» **YOUR INSTRUCTIONS**: Search the entries for the word "first" and report each line that has it.
──────────
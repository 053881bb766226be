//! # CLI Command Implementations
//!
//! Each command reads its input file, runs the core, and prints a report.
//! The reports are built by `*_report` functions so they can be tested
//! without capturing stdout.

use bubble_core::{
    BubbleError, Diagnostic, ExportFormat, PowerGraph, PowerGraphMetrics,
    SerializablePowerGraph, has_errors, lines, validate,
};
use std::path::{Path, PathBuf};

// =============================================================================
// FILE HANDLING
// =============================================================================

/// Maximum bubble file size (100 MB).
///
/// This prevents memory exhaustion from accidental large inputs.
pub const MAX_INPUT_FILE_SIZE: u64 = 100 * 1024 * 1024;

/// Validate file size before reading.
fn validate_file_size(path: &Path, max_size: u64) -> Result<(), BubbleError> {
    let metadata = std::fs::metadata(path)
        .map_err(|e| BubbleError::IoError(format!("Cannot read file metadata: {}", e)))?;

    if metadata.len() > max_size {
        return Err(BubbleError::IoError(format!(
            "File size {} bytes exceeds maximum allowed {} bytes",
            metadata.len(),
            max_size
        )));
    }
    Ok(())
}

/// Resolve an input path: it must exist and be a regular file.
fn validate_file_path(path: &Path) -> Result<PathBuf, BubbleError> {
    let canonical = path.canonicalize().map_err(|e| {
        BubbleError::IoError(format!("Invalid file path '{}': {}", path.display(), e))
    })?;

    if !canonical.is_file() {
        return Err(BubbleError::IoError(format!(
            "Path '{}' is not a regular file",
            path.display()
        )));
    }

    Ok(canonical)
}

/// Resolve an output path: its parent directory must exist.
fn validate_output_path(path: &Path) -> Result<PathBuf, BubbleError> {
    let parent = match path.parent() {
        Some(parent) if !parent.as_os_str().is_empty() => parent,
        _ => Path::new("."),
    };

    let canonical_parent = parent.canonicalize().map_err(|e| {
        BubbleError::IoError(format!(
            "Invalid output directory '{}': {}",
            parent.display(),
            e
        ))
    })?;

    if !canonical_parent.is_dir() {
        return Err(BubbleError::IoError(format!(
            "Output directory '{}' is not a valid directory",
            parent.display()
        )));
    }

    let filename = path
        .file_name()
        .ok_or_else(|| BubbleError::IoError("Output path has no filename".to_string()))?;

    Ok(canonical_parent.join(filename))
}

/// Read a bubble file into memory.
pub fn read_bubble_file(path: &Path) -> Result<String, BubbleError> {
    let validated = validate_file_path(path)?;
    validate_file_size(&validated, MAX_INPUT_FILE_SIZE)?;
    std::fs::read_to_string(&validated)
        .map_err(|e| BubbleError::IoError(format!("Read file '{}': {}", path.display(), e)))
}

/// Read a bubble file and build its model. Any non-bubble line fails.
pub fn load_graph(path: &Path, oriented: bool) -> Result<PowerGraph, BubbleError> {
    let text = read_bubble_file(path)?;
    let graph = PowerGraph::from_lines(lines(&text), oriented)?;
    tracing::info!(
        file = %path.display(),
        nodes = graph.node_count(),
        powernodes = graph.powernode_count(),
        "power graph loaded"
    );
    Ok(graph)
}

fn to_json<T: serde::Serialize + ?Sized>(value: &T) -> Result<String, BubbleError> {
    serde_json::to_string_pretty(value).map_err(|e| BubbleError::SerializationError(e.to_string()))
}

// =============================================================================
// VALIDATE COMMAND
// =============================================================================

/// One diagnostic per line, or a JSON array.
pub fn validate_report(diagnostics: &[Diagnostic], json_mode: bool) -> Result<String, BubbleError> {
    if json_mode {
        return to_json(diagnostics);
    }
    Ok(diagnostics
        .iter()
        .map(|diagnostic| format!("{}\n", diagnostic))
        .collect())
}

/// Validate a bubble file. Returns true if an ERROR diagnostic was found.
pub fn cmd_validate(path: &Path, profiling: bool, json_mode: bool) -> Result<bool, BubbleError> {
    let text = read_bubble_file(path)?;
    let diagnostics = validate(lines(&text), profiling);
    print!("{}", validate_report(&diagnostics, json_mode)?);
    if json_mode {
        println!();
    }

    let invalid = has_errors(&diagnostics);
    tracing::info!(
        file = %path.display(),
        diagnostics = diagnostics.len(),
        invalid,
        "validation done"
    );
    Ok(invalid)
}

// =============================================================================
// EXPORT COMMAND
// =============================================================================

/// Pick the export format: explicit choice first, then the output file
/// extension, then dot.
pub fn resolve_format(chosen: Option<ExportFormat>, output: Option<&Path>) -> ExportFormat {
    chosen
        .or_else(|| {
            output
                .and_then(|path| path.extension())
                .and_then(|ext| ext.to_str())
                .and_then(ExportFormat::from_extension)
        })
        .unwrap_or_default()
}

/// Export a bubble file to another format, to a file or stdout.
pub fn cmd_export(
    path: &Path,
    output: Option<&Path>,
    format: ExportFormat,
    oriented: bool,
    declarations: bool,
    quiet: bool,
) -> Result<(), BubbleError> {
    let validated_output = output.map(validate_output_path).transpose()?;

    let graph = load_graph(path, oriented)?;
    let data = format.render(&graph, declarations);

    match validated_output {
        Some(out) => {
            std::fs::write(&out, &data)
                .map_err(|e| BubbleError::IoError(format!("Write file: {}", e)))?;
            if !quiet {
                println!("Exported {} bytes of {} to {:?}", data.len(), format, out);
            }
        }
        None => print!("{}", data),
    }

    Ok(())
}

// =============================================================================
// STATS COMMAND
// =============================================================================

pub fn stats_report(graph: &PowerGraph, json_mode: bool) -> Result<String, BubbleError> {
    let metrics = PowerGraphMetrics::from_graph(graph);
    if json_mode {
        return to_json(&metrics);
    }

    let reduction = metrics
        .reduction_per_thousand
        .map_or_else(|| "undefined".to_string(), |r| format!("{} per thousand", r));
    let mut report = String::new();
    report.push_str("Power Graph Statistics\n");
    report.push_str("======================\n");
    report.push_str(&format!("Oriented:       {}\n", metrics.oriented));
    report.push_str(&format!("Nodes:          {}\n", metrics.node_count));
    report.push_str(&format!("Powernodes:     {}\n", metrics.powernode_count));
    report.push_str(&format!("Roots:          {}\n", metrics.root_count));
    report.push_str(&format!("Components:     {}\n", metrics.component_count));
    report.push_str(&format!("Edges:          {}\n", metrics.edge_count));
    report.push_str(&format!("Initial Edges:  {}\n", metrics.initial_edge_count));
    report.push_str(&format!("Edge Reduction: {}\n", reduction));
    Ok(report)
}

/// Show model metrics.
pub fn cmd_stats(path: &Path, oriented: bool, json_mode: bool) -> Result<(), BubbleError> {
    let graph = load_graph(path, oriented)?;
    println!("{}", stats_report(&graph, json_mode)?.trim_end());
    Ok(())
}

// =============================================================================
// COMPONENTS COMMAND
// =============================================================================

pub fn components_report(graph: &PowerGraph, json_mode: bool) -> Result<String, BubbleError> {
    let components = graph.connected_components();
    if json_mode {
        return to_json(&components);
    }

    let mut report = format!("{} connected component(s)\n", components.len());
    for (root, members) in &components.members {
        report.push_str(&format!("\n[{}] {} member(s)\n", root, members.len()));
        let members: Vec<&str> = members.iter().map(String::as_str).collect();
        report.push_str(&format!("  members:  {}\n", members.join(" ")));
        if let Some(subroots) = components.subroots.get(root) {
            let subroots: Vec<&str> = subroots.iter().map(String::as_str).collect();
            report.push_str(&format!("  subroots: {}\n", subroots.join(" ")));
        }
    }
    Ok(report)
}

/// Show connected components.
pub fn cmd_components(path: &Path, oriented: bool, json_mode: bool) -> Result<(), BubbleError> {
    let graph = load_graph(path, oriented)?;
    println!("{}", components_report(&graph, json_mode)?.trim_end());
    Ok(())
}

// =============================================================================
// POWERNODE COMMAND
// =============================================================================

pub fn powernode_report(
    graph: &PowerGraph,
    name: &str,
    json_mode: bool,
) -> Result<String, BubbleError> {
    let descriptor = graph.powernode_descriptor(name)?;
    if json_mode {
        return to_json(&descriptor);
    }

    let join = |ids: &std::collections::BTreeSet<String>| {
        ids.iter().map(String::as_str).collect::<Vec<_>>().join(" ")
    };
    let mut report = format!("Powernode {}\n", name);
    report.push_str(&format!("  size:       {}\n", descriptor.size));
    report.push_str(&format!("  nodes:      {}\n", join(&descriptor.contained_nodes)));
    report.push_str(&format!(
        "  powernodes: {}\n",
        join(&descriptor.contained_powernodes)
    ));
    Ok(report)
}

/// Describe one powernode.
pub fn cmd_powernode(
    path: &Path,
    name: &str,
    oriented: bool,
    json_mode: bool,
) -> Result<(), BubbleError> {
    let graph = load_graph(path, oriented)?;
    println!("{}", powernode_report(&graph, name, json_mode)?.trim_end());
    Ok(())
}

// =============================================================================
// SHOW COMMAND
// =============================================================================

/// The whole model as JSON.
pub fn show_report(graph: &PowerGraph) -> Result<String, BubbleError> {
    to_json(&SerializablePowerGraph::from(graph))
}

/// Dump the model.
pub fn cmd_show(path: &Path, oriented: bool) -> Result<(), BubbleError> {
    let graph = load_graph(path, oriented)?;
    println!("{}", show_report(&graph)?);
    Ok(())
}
──────────
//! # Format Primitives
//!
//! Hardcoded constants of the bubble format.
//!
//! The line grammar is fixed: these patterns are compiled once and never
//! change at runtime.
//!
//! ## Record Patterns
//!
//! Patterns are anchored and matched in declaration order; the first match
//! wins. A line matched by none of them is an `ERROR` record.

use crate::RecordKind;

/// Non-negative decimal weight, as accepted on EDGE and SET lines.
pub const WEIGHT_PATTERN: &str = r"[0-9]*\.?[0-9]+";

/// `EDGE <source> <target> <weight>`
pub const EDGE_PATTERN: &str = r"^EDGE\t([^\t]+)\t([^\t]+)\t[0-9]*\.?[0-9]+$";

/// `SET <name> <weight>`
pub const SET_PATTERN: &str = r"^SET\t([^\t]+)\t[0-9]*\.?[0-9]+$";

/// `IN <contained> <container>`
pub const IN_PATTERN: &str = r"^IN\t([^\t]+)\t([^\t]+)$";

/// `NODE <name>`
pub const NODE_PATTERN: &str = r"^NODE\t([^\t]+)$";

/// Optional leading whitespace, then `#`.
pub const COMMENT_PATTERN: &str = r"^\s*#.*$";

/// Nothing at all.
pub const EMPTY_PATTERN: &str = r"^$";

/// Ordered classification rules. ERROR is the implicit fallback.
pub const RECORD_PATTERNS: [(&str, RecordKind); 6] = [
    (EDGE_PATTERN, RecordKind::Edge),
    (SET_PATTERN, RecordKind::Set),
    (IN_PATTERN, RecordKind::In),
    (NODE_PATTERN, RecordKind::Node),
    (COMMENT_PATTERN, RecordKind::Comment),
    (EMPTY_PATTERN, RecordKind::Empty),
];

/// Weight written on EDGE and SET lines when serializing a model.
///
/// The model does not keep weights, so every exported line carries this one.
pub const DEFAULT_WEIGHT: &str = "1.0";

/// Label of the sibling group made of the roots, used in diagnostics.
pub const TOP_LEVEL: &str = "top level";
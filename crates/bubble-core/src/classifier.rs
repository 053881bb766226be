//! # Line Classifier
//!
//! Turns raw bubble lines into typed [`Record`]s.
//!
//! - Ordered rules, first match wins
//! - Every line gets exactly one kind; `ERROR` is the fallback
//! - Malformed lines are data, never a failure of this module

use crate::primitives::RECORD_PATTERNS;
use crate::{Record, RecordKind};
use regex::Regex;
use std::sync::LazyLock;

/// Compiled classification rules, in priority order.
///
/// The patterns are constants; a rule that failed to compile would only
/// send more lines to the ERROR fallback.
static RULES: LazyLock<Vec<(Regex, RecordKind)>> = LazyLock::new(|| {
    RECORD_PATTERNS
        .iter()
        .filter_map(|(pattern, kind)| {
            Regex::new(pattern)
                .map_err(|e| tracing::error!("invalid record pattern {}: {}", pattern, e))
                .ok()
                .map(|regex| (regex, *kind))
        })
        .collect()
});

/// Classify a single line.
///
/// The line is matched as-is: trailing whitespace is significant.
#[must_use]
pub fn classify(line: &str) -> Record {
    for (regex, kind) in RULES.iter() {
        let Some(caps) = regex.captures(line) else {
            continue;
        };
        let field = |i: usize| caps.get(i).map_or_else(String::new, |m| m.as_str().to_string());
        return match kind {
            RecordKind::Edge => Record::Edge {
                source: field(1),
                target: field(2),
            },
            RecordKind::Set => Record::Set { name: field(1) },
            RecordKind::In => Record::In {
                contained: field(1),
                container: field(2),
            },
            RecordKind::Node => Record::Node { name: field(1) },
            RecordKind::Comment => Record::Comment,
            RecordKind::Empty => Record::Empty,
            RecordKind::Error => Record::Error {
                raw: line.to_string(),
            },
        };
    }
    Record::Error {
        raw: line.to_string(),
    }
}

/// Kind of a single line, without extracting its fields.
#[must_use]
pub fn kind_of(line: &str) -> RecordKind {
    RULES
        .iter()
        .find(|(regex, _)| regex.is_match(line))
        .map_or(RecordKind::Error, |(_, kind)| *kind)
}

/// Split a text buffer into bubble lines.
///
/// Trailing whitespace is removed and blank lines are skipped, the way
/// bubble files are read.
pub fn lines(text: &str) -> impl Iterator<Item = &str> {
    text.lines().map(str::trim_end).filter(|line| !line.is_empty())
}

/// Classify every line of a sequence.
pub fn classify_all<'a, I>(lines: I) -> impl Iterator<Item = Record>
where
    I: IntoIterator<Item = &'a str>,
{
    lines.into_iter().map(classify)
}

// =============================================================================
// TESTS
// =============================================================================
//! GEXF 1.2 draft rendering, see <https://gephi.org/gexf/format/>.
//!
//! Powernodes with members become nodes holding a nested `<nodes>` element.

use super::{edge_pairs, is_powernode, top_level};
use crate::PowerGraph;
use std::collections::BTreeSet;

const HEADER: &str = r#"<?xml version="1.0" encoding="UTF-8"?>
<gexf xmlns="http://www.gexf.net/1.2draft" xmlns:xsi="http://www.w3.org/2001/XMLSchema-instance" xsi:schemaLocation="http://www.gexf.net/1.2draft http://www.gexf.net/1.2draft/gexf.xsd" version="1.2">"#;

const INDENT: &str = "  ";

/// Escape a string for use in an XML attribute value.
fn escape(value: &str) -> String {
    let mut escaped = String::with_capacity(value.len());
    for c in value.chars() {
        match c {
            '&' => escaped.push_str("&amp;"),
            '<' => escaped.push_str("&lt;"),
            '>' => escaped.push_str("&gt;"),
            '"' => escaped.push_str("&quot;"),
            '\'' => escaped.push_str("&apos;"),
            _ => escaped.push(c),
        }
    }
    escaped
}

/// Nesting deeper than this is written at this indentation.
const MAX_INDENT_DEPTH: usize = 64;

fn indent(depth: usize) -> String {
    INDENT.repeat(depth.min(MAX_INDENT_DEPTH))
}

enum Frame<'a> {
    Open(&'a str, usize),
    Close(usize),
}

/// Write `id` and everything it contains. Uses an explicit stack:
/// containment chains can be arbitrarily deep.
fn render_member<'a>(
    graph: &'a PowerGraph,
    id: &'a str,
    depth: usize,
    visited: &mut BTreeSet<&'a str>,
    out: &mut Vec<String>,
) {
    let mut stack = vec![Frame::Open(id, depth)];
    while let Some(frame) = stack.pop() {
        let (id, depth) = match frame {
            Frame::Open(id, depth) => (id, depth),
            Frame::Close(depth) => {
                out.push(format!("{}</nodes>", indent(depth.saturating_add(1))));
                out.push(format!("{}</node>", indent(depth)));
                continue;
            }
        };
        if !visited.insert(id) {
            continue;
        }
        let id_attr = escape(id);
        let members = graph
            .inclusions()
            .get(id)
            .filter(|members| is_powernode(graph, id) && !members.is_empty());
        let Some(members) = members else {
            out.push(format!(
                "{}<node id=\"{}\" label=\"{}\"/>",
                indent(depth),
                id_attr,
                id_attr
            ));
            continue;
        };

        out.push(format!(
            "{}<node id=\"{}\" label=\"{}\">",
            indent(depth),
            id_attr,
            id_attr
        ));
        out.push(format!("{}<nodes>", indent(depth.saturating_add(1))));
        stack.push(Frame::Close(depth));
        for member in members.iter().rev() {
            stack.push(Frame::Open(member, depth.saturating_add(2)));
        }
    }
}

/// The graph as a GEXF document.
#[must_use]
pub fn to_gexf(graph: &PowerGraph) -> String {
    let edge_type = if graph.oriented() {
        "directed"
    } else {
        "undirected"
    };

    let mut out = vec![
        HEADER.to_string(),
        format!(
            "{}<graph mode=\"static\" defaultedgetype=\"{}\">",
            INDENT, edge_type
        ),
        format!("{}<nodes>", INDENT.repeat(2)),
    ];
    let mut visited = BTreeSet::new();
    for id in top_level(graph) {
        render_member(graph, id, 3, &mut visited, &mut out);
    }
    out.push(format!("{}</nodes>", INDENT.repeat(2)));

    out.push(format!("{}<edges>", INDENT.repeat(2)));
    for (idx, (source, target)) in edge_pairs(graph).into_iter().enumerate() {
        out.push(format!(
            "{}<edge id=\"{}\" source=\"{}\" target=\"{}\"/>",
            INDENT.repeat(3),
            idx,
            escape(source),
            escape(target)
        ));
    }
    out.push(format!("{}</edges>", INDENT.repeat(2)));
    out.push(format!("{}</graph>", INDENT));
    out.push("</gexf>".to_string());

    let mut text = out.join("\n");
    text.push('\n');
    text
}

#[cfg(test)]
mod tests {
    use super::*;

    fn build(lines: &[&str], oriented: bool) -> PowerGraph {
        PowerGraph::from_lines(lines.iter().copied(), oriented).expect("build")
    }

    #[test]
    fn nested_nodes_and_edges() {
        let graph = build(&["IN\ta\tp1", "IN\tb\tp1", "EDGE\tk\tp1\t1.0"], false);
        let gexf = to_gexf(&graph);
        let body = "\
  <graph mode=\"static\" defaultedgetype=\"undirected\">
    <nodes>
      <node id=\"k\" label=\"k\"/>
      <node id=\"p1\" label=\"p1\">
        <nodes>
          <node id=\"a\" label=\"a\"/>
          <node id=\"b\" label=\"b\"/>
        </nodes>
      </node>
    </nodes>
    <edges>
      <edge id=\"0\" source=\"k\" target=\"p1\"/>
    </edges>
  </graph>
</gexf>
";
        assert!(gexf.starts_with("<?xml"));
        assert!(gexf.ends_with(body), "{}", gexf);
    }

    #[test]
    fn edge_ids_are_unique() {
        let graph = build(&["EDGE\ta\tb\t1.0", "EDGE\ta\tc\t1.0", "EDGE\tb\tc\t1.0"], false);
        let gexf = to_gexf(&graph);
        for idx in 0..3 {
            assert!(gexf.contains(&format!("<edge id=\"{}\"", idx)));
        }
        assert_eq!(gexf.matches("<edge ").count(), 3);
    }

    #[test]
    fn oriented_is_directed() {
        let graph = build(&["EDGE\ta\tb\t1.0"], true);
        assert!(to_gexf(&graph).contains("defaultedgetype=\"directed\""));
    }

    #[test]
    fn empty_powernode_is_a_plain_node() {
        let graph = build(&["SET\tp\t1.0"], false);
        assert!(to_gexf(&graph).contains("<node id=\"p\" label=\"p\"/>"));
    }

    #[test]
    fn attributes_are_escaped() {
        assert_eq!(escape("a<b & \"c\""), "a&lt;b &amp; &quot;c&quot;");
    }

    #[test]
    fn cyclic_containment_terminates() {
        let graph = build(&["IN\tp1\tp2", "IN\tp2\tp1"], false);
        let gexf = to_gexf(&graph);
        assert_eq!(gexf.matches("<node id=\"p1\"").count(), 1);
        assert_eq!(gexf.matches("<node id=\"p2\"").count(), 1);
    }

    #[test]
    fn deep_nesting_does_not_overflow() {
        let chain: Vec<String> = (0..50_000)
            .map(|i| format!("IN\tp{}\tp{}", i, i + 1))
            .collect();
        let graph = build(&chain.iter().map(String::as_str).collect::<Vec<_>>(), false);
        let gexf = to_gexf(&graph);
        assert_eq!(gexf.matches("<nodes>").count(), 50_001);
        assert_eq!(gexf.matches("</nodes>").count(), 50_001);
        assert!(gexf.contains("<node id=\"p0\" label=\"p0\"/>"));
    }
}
──────────
» **RESULT FOR THIS TASK**:
/// Pick the export format: explicit choice first, then the output file
//! Patterns are anchored and matched in declaration order; the first match
//! - Ordered rules, first match wins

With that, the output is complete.